There has always been this idea that has disturbed me since I left an open mind to any facet of existence,  and it is the heaven/hell concept.  I would venture to say that if I can believe that there is a heaven or if there is a hell it wouldn't be hard to believe that we are in hell right now,  because obviously life isn't perfect.  The proportion of happiness to sadness and pain is always tipped in the favor of suffering.  No matter how happy a person thinks they are there is always sadness present,  this is not ideal.  However one could point out that you could have more happiness in life than suffering and therefore for the most part we can be happy and that seeing the brighter side of sadness to move onward is a fact of life.  But this is classic conditioning.  As children we can never seem to deal with pain the way an adult can and it is a rough transition to get to that point of adulthood because of this.  We start out innocent of pain and slowly feel that rape of consciousness as we develop.  So idealisations are not that unfounded,  we would all seize them at the chance.  However it is not hard for me to adapt to feeling pain for myself,  it is damn near impossible for me to adapt to seeing others suffer.  Hell for me is watching my friends personalities slowly slip into the traps of adulthood,  Hell for me is watching my best friend since before I could walk shoot up four times a day and spend hours looking for a vein.  He is leeched of life,  and leeched of that energy he had when we were younger.  I always thought he would be better off than me because he was such a good kid and pursued everything with vivacity and love.  However I am not a good person in the least,  and I deserve this feeling,  he however does not at all.  That is where my empathy is tortured to my core. 

Monday, February 14, 2011

So I lied. . . .

I guess I am posting again,  not that it really matters.

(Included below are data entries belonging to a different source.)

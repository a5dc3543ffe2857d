//! Error types for channel lifecycle management.

use thiserror::Error;

/// Boxed error produced by collaborators (factories, actions, close calls).
pub type BoxError = Box<dyn std::error::Error + Send + Sync + 'static>;

/// Errors surfaced by the channel manager and operation executor.
#[derive(Debug, Error)]
pub enum ChannelError {
    /// The manager is missing a required collaborator.
    #[error("Configuration error: {0}")]
    Configuration(String),

    /// Creation was requested while the channel is being disposed and no
    /// conflict hook is registered to resolve it.
    #[error("Channel creation aborted because the channel is currently disposing; register a disposal conflict hook to resolve this")]
    LifecycleConflict,

    /// The stored handle cannot be used for the requested lifecycle step.
    #[error("Invalid channel state: {0}")]
    InvalidState(String),

    /// The factory failed with an error that is not retried.
    #[error("Channel factory failed: {0}")]
    Factory(#[source] BoxError),

    /// Closing the channel failed with a non-transport error.
    #[error("Channel close failed: {0}")]
    Close(#[source] BoxError),

    /// The action failed with no recognised transport cause, or the same
    /// transport fault recurred after the channel was recreated.
    #[error("{message}: {error}")]
    Unclassified {
        message: String,
        #[source]
        error: BoxError,
        /// The fault seen before recreation, when escalating a repeat.
        previous: Option<BoxError>,
    },
}

impl ChannelError {
    /// Returns true if this error is an escalated repeat of a transport fault.
    pub fn is_repeated_fault(&self) -> bool {
        matches!(self, ChannelError::Unclassified { previous: Some(_), .. })
    }
}

/// Result type for channel operations.
pub type ChannelResult<T> = Result<T, ChannelError>;

/// Kinds of transport-level failure a channel or factory may report.
#[derive(Debug, Clone, Copy, PartialEq, Eq, Hash)]
pub enum TransportErrorKind {
    /// Nothing is listening at the endpoint.
    EndpointNotFound,
    /// The channel entered the faulted state.
    Faulted,
    /// The call or handshake timed out.
    Timeout,
    /// Any other communication failure.
    Communication,
}

impl TransportErrorKind {
    pub fn as_str(&self) -> &'static str {
        match self {
            TransportErrorKind::EndpointNotFound => "endpoint_not_found",
            TransportErrorKind::Faulted => "faulted",
            TransportErrorKind::Timeout => "timeout",
            TransportErrorKind::Communication => "communication",
        }
    }
}

/// Transport fault raised by channels and factories.
///
/// The default classifier recognises this type anywhere in a `source()` chain.
#[derive(Debug, Error)]
#[error("{kind:?}: {message}")]
pub struct TransportError {
    pub kind: TransportErrorKind,
    pub message: String,
    #[source]
    pub source: Option<BoxError>,
}

impl TransportError {
    pub fn new(kind: TransportErrorKind, message: impl Into<String>) -> Self {
        Self {
            kind,
            message: message.into(),
            source: None,
        }
    }

    pub fn endpoint_not_found(message: impl Into<String>) -> Self {
        Self::new(TransportErrorKind::EndpointNotFound, message)
    }

    pub fn faulted(message: impl Into<String>) -> Self {
        Self::new(TransportErrorKind::Faulted, message)
    }

    pub fn timeout(message: impl Into<String>) -> Self {
        Self::new(TransportErrorKind::Timeout, message)
    }

    pub fn communication(message: impl Into<String>) -> Self {
        Self::new(TransportErrorKind::Communication, message)
    }

    /// Attach an underlying cause.
    pub fn with_source(mut self, source: impl Into<BoxError>) -> Self {
        self.source = Some(source.into());
        self
    }
}
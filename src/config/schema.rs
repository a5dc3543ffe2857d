//! Configuration schema definitions.
//!
//! All types derive Serde traits so a manager can be configured from a TOML
//! file or built in code from the defaults.

use serde::{Deserialize, Serialize};

/// Root configuration for a channel manager.
#[derive(Debug, Clone, Deserialize, Serialize, Default, PartialEq)]
#[serde(default)]
pub struct ManagerConfig {
    /// Creation retry backoff.
    pub backoff: BackoffConfig,

    /// Logging settings.
    pub observability: ObservabilityConfig,
}

impl ManagerConfig {
    /// Parse and validate a configuration from TOML text.
    pub fn from_toml_str(content: &str) -> Result<Self, crate::config::ConfigError> {
        let config: ManagerConfig = toml::from_str(content)?;
        crate::config::validation::validate_config(&config)
            .map_err(crate::config::ConfigError::Validation)?;
        Ok(config)
    }
}

/// Backoff applied between channel creation attempts.
#[derive(Debug, Clone, Deserialize, Serialize, PartialEq)]
#[serde(default)]
pub struct BackoffConfig {
    /// Wait before the first retry in milliseconds.
    pub initial_wait_ms: u64,

    /// Upper bound for the wait in milliseconds.
    pub max_wait_ms: u64,

    /// Amount added to the wait after every failed attempt.
    pub step_ms: u64,
}

impl Default for BackoffConfig {
    fn default() -> Self {
        Self {
            initial_wait_ms: 0,
            max_wait_ms: 10_000,
            step_ms: 5_000,
        }
    }
}

/// Observability configuration.
#[derive(Debug, Clone, Deserialize, Serialize, PartialEq)]
#[serde(default)]
pub struct ObservabilityConfig {
    /// Log level (trace, debug, info, warn, error).
    pub log_level: String,

    /// Emit JSON lines instead of the human-readable format.
    pub json: bool,
}

impl Default for ObservabilityConfig {
    fn default() -> Self {
        Self {
            log_level: "info".to_string(),
            json: false,
        }
    }
}
//! Additive, capped backoff for channel creation retries.

use std::time::Duration;

/// Wait schedule for one channel creation sequence.
///
/// The wait starts at `initial_ms`, grows by `step_ms` after every failed
/// attempt and never exceeds `max_ms`. Waits above the cap, initial or
/// overridden, are clamped to it so the schedule never decreases.
#[derive(Debug, Clone, PartialEq, Eq)]
pub struct CreationBackoff {
    current_ms: u64,
    max_ms: u64,
    step_ms: u64,
    attempts: u32,
}

impl CreationBackoff {
    pub fn new(initial_ms: u64, max_ms: u64, step_ms: u64) -> Self {
        Self {
            current_ms: initial_ms.min(max_ms),
            max_ms,
            step_ms,
            attempts: 0,
        }
    }

    /// Wait to apply before the next attempt.
    pub fn current(&self) -> Duration {
        Duration::from_millis(self.current_ms)
    }

    pub fn current_ms(&self) -> u64 {
        self.current_ms
    }

    /// Number of failed attempts recorded so far.
    pub fn attempts(&self) -> u32 {
        self.attempts
    }

    /// Replace the wait for the upcoming retry.
    pub fn override_wait(&mut self, wait_ms: u64) {
        self.current_ms = wait_ms.min(self.max_ms);
    }

    /// Record a failed attempt and grow the wait for the next one.
    pub fn advance(&mut self) -> Duration {
        self.attempts = self.attempts.saturating_add(1);
        self.current_ms = self.current_ms.saturating_add(self.step_ms).min(self.max_ms);
        self.current()
    }
}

When thinking of the sheer magnitude of the universe I feel the deepest apathy ripping and tearing over my body like a horrible storm. I am In the midst of a screeching cacophony and horrid cataclysm of howling and whistling tendrils, I am like the flame of a candle in the eye of a hurricane. The thundering phantom dark greys and blues of the towering volumes of tortured clouds seem to dapple gently on my skin but at the same time penetrate down to my heart rendering its beats all but a short spasm and a blood curdling sputter in a feeble attempt to outlast the storm. I say it would be better for me to go down in a deep loathing of sadness and self pity than to realize in the end that every one of my efforts were for nothing and any chance at seeing things as they are was drowned out by my naïve optimism. We are living inside a giant raindrop, waiting to hit that abyssal sea of eternity without a single glimmer of light to differentiate amongst the billions of droplets splattering in the froth at the crest of a giant wave threatening to tear into that infinitely renewing surface tension between chaos and order. The problem is that there is no true chaos and no true order, there is no true anything as we will never see where we are going. We could very well be that raindrop in it's final descent. It's at these moments when nothing would comfort me more than if at the last second god dipped his hand into the miasma of raindrops and pulled us out, but it's only a blind hope at best. This is the hopeless romantic dilemma of being human, we want the storm to come, we want the waves to come crashing down because we want to be saved by a messiah that is showered with light and that charges into the waves in a brilliant and beautiful act of martyrdom. We want there to be an amazing story behind what brought us up from the sea and into the dazzling temples of paradise, but out of our cynicism we want it to be more than just a fantasy, we want it to be REAL! Whatever that means, if I feel the way I do then as I am writing this very moment it is already happening right now; although it's only a fleeting glimpse flickering in my mind like the grains of a disintegrating reel of film projected on the wall of my life, waiting to be seen in my final moments.